▸ Work instruction: In the material below, the lines from the one containing "let agents = blueprint" through the one containing "self.check_worklet(&worklet)?;" are to be given again exactly, ends included, and no others.

▸ Available records:
- - - -
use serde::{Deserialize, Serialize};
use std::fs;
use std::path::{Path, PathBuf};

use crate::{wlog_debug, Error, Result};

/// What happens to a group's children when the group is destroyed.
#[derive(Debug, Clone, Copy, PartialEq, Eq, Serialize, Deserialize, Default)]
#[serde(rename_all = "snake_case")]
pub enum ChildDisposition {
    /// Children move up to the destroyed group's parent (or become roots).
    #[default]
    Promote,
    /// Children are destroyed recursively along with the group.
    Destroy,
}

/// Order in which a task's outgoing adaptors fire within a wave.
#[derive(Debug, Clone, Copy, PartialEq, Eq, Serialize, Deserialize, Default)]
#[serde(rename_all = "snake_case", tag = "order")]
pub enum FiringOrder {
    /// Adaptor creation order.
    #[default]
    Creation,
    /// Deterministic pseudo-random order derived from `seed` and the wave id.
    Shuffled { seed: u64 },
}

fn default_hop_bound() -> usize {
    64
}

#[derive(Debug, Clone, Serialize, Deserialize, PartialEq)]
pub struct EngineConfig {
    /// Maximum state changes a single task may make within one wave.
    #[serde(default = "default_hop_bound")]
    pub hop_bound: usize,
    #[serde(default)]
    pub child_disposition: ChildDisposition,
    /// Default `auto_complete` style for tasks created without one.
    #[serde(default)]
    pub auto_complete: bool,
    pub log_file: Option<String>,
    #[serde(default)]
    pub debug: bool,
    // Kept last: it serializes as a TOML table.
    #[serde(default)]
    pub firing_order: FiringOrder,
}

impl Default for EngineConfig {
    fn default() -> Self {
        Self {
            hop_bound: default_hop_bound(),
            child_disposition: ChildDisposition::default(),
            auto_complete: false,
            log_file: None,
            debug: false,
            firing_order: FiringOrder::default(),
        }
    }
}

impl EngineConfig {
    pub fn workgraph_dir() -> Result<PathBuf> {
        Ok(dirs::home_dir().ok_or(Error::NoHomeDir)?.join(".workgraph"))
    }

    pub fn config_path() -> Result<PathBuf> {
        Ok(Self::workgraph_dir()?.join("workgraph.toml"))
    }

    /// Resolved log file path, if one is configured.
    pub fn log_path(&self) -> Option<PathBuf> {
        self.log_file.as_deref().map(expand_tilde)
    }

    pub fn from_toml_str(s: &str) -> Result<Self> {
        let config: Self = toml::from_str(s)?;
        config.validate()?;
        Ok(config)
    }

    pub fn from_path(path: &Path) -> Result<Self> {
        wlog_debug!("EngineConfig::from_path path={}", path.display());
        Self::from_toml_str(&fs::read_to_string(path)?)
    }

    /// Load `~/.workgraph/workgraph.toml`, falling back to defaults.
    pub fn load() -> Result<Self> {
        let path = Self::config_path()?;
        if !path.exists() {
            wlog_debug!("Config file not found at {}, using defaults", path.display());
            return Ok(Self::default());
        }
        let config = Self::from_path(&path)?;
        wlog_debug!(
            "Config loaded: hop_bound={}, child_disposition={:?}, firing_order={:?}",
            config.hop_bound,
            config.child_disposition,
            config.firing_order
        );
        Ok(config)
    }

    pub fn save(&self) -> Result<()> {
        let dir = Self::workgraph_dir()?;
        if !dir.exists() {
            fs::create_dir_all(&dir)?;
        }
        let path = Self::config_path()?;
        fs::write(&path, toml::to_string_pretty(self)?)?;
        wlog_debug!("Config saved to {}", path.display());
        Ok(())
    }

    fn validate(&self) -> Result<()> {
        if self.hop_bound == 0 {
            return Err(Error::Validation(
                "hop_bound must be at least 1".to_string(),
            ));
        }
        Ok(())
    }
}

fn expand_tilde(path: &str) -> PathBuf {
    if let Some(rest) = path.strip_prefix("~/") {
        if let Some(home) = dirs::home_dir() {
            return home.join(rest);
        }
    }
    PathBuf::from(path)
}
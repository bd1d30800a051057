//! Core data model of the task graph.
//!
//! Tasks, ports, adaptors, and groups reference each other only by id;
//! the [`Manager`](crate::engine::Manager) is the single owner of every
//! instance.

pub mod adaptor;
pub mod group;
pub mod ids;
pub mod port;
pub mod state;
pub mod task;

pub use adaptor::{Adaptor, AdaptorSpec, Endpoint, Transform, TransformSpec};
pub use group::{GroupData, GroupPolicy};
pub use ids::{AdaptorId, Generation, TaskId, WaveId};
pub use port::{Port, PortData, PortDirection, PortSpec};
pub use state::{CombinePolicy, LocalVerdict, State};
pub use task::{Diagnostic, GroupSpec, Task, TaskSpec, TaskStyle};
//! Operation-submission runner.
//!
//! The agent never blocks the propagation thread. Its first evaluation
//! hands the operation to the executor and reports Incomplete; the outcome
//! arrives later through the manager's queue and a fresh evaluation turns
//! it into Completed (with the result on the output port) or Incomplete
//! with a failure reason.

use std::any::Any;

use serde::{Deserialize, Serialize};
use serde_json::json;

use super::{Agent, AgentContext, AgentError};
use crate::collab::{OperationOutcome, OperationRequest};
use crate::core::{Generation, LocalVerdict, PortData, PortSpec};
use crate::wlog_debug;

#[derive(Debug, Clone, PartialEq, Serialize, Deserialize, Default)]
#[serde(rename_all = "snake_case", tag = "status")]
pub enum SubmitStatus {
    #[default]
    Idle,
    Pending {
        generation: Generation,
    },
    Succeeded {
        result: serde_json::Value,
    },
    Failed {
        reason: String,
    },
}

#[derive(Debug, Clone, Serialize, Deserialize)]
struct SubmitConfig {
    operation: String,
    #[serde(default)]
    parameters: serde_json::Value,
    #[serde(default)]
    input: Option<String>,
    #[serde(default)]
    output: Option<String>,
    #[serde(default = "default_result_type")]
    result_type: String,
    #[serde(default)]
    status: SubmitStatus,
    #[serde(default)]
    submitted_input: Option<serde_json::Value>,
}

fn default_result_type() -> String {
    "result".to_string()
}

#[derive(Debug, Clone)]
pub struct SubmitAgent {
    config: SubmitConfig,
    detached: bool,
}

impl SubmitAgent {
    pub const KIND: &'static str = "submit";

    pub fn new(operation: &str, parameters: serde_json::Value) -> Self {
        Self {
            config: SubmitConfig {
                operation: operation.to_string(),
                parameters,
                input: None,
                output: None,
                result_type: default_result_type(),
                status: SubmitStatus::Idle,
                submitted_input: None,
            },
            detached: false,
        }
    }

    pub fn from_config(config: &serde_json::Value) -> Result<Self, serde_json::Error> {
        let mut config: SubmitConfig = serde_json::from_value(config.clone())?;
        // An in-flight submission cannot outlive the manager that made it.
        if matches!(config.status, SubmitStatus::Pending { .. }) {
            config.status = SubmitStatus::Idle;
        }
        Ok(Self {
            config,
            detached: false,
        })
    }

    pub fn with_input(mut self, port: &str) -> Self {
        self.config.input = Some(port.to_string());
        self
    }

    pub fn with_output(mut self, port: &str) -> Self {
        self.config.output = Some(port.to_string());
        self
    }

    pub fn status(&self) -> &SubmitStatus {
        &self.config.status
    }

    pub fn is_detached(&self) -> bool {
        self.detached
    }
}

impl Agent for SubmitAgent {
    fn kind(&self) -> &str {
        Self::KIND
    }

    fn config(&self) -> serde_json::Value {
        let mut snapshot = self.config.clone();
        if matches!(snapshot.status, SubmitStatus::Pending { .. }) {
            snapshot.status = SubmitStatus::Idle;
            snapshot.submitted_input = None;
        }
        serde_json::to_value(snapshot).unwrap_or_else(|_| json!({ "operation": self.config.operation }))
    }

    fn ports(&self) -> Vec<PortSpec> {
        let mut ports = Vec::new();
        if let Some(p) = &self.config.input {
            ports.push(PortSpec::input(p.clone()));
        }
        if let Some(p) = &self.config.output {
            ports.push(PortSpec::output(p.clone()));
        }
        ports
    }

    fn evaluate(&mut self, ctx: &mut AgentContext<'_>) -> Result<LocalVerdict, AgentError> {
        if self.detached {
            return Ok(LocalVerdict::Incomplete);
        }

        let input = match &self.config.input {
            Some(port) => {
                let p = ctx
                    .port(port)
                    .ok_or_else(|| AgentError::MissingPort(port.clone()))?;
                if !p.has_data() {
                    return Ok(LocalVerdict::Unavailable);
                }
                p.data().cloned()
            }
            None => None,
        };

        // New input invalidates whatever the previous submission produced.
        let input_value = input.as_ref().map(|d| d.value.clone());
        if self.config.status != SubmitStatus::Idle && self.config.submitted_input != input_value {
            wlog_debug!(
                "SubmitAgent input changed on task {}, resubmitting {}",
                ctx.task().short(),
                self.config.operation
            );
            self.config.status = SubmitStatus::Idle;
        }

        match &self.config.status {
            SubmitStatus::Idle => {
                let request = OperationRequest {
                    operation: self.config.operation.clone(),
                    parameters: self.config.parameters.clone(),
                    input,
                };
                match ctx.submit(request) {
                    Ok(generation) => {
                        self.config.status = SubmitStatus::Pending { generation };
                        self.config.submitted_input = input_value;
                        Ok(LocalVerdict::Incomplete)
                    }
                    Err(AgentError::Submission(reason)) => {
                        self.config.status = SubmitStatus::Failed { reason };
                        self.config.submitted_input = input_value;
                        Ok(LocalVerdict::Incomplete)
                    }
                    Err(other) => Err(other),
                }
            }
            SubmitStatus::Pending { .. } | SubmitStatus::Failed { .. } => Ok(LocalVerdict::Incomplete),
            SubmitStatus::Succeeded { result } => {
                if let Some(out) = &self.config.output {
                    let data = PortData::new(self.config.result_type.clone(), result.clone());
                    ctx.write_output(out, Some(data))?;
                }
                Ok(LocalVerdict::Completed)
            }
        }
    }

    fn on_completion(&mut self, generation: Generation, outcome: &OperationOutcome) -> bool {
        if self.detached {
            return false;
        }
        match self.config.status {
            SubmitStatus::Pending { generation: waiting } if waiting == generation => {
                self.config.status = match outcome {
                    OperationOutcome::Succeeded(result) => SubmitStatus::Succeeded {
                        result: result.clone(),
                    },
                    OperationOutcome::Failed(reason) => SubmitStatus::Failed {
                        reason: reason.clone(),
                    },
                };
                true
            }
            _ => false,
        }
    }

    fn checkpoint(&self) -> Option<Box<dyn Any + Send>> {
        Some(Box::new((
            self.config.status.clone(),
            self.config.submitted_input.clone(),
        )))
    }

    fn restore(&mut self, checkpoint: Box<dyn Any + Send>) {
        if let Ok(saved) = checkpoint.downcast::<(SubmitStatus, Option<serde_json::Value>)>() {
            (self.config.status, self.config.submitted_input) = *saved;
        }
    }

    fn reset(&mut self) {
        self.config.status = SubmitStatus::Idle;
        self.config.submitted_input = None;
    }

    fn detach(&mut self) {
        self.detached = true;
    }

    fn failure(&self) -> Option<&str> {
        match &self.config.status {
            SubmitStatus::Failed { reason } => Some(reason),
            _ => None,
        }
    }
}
- - - -
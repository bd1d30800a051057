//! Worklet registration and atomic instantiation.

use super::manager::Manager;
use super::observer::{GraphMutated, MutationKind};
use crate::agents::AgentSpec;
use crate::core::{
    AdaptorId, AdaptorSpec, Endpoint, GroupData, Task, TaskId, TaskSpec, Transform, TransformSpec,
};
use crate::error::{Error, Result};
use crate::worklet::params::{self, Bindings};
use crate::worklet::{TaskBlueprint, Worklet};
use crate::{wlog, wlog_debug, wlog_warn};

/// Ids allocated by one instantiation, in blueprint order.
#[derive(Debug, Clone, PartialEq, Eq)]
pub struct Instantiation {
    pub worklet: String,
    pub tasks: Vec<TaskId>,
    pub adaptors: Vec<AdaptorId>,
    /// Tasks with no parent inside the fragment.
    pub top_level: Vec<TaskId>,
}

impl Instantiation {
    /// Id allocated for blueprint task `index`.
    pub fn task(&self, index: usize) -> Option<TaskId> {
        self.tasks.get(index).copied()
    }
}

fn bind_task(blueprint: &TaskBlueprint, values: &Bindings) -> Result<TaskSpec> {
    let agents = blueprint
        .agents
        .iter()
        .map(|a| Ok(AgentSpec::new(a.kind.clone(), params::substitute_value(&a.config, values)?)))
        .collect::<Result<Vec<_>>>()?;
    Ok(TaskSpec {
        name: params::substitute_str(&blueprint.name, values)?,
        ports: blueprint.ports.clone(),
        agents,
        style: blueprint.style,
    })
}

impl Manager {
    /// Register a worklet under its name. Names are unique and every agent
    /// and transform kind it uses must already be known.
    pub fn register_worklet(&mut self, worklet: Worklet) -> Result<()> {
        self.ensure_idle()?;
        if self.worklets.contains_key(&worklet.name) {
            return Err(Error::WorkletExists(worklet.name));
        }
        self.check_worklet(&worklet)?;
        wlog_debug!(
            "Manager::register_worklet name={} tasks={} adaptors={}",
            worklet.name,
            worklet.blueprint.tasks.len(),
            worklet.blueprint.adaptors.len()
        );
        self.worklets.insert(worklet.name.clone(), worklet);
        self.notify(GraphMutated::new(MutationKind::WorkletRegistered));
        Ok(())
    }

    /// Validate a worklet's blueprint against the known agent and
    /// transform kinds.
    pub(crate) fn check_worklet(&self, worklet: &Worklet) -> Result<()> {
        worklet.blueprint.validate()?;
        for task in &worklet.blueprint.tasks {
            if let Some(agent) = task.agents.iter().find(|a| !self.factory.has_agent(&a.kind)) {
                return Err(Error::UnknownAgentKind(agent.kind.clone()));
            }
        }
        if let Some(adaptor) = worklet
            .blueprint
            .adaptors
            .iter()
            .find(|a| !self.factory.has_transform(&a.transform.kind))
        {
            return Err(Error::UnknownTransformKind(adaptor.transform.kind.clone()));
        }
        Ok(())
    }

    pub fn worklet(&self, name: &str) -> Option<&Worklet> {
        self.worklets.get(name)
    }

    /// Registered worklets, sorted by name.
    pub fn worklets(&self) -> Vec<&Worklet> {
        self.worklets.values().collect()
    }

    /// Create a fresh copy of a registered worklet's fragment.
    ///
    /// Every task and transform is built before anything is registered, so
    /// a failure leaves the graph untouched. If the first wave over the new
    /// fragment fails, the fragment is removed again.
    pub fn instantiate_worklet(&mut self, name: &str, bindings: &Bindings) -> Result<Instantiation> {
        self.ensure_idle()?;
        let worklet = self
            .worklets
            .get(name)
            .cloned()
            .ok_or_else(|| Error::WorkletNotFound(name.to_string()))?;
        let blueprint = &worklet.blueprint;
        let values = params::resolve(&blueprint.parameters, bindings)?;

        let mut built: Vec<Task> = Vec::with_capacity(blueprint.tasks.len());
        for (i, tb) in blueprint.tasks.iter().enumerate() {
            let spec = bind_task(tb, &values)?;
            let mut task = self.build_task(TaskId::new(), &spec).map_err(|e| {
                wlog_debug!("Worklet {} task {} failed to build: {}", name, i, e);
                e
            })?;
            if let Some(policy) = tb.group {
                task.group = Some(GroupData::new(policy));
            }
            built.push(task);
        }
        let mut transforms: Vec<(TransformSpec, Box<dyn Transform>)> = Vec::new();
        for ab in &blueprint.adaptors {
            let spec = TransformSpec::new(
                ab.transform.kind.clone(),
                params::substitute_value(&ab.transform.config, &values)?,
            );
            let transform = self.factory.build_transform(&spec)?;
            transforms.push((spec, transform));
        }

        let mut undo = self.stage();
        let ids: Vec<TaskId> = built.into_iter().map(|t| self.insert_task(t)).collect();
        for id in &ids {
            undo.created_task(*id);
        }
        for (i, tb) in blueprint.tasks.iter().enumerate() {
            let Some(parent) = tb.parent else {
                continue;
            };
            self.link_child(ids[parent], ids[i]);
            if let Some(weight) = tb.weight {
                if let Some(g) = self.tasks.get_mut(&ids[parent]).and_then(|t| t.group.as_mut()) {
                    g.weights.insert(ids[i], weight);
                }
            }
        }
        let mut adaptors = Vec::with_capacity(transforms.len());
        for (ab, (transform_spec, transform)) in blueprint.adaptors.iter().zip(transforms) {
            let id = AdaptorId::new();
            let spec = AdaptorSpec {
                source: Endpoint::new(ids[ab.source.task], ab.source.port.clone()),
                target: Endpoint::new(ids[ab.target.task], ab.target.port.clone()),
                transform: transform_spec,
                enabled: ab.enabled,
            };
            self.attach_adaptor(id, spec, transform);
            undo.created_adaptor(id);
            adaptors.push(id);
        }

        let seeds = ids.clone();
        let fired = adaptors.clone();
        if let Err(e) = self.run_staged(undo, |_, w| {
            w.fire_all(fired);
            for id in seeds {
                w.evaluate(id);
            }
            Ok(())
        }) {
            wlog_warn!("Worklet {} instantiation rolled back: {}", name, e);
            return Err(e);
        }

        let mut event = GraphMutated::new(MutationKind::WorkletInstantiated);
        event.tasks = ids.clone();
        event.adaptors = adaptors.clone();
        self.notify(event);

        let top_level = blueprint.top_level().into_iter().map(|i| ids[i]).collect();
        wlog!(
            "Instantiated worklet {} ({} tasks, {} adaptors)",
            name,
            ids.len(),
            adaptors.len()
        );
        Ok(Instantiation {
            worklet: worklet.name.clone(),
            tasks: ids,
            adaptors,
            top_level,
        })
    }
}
- - - -
▸ Reply to the task:
    let agents = blueprint
        .agents
        .iter()
        .map(|a| Ok(AgentSpec::new(a.kind.clone(), params::substitute_value(&a.config, values)?)))
        .collect::<Result<Vec<_>>>()?;
    Ok(TaskSpec {
        name: params::substitute_str(&blueprint.name, values)?,
        ports: blueprint.ports.clone(),
        agents,
        style: blueprint.style,
    })
}

impl Manager {
    /// Register a worklet under its name. Names are unique and every agent
    /// and transform kind it uses must already be known.
    pub fn register_worklet(&mut self, worklet: Worklet) -> Result<()> {
        self.ensure_idle()?;
        if self.worklets.contains_key(&worklet.name) {
            return Err(Error::WorkletExists(worklet.name));
        }
        self.check_worklet(&worklet)?;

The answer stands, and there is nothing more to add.